Write out, word for word, every line in the data below from the one containing "by the tools." to the one containing "pub fn int_arg(args: &Map<String, Value>, key: &str)", both of them included.

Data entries
##############################

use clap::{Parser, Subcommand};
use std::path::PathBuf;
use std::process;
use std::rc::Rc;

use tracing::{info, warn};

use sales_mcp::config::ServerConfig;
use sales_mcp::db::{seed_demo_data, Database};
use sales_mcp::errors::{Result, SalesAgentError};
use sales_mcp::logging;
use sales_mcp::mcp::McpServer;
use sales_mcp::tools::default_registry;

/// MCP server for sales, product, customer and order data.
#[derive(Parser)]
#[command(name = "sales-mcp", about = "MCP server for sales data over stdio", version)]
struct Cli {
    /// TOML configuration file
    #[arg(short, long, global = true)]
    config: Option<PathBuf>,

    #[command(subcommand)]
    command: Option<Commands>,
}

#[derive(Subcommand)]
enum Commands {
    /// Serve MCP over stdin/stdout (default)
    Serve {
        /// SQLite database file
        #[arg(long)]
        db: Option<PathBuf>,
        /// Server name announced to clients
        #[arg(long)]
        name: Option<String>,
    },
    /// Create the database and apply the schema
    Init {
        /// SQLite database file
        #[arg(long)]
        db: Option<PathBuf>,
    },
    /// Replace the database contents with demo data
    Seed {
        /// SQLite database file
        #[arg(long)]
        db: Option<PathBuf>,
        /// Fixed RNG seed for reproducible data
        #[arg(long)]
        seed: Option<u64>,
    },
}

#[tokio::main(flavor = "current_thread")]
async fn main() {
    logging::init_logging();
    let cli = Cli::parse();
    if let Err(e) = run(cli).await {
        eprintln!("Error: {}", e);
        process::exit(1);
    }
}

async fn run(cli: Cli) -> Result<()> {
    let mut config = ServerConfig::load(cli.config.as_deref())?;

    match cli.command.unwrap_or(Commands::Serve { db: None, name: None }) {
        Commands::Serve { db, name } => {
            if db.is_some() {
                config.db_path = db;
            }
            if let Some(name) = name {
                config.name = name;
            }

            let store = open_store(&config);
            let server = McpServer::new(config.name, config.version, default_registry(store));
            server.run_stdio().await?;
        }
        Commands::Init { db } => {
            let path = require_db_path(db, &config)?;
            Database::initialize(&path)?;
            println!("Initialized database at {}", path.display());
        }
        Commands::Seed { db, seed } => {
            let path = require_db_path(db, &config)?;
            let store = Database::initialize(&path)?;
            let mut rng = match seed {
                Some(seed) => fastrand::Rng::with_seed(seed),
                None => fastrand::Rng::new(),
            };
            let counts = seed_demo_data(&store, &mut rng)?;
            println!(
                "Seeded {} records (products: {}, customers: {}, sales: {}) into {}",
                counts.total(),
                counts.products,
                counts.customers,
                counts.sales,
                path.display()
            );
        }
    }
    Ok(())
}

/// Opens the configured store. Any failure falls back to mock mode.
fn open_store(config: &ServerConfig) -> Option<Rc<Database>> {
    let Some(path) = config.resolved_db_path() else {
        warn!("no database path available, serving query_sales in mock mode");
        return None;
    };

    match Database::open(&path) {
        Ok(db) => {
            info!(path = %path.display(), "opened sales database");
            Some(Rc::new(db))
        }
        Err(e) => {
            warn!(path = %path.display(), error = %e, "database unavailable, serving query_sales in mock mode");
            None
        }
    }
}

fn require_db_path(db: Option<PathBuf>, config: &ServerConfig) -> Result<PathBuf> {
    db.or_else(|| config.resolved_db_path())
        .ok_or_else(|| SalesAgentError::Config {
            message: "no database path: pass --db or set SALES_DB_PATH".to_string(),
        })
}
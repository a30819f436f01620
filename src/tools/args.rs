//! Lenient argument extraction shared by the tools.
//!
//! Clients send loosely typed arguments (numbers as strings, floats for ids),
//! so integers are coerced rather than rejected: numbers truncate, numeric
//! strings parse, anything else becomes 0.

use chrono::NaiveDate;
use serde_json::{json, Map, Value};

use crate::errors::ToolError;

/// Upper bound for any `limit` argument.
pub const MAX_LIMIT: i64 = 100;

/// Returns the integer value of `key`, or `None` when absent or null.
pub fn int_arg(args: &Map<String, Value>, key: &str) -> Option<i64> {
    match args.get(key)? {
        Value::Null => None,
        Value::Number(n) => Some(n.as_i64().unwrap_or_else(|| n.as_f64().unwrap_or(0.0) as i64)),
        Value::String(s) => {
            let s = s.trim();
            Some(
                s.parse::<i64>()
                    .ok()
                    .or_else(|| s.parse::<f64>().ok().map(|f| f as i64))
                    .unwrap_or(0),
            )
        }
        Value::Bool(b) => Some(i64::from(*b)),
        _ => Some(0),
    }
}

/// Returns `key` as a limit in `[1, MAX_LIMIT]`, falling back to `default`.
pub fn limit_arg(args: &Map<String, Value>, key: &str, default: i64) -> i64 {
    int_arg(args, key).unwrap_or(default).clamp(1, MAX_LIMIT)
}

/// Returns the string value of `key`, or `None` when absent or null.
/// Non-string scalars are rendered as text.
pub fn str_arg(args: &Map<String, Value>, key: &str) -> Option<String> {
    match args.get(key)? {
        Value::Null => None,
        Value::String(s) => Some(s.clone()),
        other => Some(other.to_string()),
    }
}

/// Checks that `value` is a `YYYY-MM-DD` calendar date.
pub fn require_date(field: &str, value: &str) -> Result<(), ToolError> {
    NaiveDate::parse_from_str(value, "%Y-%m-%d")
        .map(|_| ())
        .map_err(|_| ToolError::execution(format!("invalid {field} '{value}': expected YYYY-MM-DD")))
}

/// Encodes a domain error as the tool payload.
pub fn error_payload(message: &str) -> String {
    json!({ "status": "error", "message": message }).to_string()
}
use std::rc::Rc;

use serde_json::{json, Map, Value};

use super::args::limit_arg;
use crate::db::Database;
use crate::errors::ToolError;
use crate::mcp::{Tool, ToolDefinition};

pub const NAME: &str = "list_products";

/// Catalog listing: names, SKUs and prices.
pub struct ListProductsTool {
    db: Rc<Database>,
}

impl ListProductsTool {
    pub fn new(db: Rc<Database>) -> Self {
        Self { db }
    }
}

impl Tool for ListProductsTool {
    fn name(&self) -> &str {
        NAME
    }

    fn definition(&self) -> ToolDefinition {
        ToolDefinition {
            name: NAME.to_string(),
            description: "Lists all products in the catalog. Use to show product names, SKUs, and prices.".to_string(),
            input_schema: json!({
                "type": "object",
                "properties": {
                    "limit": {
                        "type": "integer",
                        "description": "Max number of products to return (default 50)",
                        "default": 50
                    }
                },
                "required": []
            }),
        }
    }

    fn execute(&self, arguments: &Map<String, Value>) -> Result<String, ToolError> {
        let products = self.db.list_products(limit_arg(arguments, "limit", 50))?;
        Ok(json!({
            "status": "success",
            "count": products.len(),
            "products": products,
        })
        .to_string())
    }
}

##############################

Solution -
//! Lenient argument extraction shared by the tools.
//!
//! Clients send loosely typed arguments (numbers as strings, floats for ids),
//! so integers are coerced rather than rejected: numbers truncate, numeric
//! strings parse, anything else becomes 0.

use chrono::NaiveDate;
use serde_json::{json, Map, Value};

use crate::errors::ToolError;

/// Upper bound for any `limit` argument.
pub const MAX_LIMIT: i64 = 100;

/// Returns the integer value of `key`, or `None` when absent or null.
pub fn int_arg(args: &Map<String, Value>, key: &str) -> Option<i64> {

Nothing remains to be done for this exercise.